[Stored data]
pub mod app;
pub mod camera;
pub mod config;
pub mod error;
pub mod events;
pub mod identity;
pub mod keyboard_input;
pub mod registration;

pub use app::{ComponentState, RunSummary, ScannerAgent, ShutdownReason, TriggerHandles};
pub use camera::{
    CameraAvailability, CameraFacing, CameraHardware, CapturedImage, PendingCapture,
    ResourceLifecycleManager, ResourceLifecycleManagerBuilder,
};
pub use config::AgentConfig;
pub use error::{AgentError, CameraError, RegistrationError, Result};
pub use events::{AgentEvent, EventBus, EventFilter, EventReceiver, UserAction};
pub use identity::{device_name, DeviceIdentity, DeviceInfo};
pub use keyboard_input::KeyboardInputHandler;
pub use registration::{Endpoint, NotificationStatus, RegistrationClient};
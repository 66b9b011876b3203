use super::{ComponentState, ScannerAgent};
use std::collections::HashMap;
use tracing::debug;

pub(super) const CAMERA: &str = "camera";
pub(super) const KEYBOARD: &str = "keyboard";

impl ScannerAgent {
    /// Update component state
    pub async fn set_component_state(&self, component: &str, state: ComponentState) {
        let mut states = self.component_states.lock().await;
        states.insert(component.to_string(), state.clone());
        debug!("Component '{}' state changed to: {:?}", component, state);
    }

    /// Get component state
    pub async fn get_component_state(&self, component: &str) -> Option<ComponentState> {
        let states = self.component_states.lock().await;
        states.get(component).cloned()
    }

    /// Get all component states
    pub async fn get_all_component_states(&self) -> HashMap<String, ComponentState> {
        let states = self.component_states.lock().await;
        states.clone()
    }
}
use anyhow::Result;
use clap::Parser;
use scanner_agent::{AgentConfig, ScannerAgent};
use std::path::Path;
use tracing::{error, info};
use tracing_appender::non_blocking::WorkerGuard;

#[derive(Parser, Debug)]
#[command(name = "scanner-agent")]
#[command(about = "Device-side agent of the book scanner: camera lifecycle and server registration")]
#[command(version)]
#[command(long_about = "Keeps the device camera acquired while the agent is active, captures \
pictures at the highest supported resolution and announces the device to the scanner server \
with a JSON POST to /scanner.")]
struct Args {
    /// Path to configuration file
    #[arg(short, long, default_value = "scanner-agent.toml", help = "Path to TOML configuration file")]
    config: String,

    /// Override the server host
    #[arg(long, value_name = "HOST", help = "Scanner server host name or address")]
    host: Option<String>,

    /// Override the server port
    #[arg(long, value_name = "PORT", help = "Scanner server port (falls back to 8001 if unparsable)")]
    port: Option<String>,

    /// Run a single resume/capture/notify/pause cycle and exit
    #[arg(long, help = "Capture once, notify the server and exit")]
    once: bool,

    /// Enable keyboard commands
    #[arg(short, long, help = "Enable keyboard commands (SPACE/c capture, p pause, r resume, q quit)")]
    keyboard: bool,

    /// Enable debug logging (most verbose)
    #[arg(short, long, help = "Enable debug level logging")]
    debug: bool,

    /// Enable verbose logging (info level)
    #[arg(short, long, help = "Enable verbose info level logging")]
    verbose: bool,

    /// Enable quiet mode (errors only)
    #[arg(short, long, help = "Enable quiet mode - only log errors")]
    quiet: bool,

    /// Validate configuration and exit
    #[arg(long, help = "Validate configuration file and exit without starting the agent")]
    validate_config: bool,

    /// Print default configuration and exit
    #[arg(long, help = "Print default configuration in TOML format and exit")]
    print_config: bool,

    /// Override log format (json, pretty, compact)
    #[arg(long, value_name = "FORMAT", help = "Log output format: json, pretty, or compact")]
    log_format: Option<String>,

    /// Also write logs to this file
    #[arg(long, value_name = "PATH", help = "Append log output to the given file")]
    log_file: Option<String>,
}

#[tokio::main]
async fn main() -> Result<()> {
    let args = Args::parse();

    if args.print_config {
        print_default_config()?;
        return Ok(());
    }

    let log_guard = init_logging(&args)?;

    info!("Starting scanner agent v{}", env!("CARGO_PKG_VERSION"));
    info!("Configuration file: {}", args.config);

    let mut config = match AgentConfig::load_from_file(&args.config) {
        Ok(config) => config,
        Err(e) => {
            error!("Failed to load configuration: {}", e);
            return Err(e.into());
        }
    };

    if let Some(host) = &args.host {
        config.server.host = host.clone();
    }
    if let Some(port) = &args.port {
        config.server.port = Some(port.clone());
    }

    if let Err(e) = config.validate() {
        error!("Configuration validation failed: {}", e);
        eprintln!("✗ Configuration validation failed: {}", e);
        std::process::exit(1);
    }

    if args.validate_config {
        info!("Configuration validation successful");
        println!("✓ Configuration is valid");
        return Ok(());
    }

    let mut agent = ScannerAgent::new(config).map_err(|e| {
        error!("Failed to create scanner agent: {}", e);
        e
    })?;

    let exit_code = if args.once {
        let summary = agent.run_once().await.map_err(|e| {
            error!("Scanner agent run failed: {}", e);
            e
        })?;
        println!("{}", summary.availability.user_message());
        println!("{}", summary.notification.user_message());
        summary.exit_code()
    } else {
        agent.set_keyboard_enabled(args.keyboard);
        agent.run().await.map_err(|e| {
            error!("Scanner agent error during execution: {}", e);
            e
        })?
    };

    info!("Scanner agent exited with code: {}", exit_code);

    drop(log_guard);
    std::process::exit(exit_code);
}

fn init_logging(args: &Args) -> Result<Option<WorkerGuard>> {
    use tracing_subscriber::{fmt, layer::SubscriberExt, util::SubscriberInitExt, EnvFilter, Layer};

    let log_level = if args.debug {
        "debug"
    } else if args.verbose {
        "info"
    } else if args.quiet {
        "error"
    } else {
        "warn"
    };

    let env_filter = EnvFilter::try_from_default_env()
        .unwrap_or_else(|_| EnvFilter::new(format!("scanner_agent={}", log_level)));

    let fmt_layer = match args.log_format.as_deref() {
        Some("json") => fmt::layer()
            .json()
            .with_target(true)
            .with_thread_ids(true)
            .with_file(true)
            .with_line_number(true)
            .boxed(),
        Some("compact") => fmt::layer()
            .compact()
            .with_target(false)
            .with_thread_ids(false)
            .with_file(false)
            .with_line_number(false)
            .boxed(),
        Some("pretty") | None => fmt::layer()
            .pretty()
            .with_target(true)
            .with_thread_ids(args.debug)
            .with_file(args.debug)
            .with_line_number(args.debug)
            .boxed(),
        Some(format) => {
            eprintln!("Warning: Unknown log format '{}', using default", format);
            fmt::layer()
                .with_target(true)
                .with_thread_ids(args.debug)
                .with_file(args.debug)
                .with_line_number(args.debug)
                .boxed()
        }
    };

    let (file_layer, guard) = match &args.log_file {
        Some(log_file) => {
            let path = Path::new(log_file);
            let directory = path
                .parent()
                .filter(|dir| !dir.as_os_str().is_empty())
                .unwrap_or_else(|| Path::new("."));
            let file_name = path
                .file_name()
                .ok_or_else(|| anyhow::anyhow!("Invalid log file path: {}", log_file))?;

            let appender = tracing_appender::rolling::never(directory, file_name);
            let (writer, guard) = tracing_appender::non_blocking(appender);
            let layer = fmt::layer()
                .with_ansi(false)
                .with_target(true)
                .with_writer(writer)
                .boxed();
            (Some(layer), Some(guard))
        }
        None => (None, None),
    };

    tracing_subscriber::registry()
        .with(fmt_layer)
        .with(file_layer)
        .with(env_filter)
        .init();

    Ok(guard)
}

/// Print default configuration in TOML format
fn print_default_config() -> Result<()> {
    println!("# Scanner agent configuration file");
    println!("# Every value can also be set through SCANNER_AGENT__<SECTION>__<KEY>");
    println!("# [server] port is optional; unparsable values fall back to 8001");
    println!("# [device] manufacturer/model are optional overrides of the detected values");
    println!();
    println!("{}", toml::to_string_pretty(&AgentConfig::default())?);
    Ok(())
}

## WHAT THE TASK ASKS
Show all lines from the data that contain "Some".

## WRITTEN ANSWER
    if let Some(host) = &args.host {
    if let Some(port) = &args.port {
        config.server.port = Some(port.clone());
        Some("json") => fmt::layer()
        Some("compact") => fmt::layer()
        Some("pretty") | None => fmt::layer()
        Some(format) => {
        Some(log_file) => {
            (Some(layer), Some(guard))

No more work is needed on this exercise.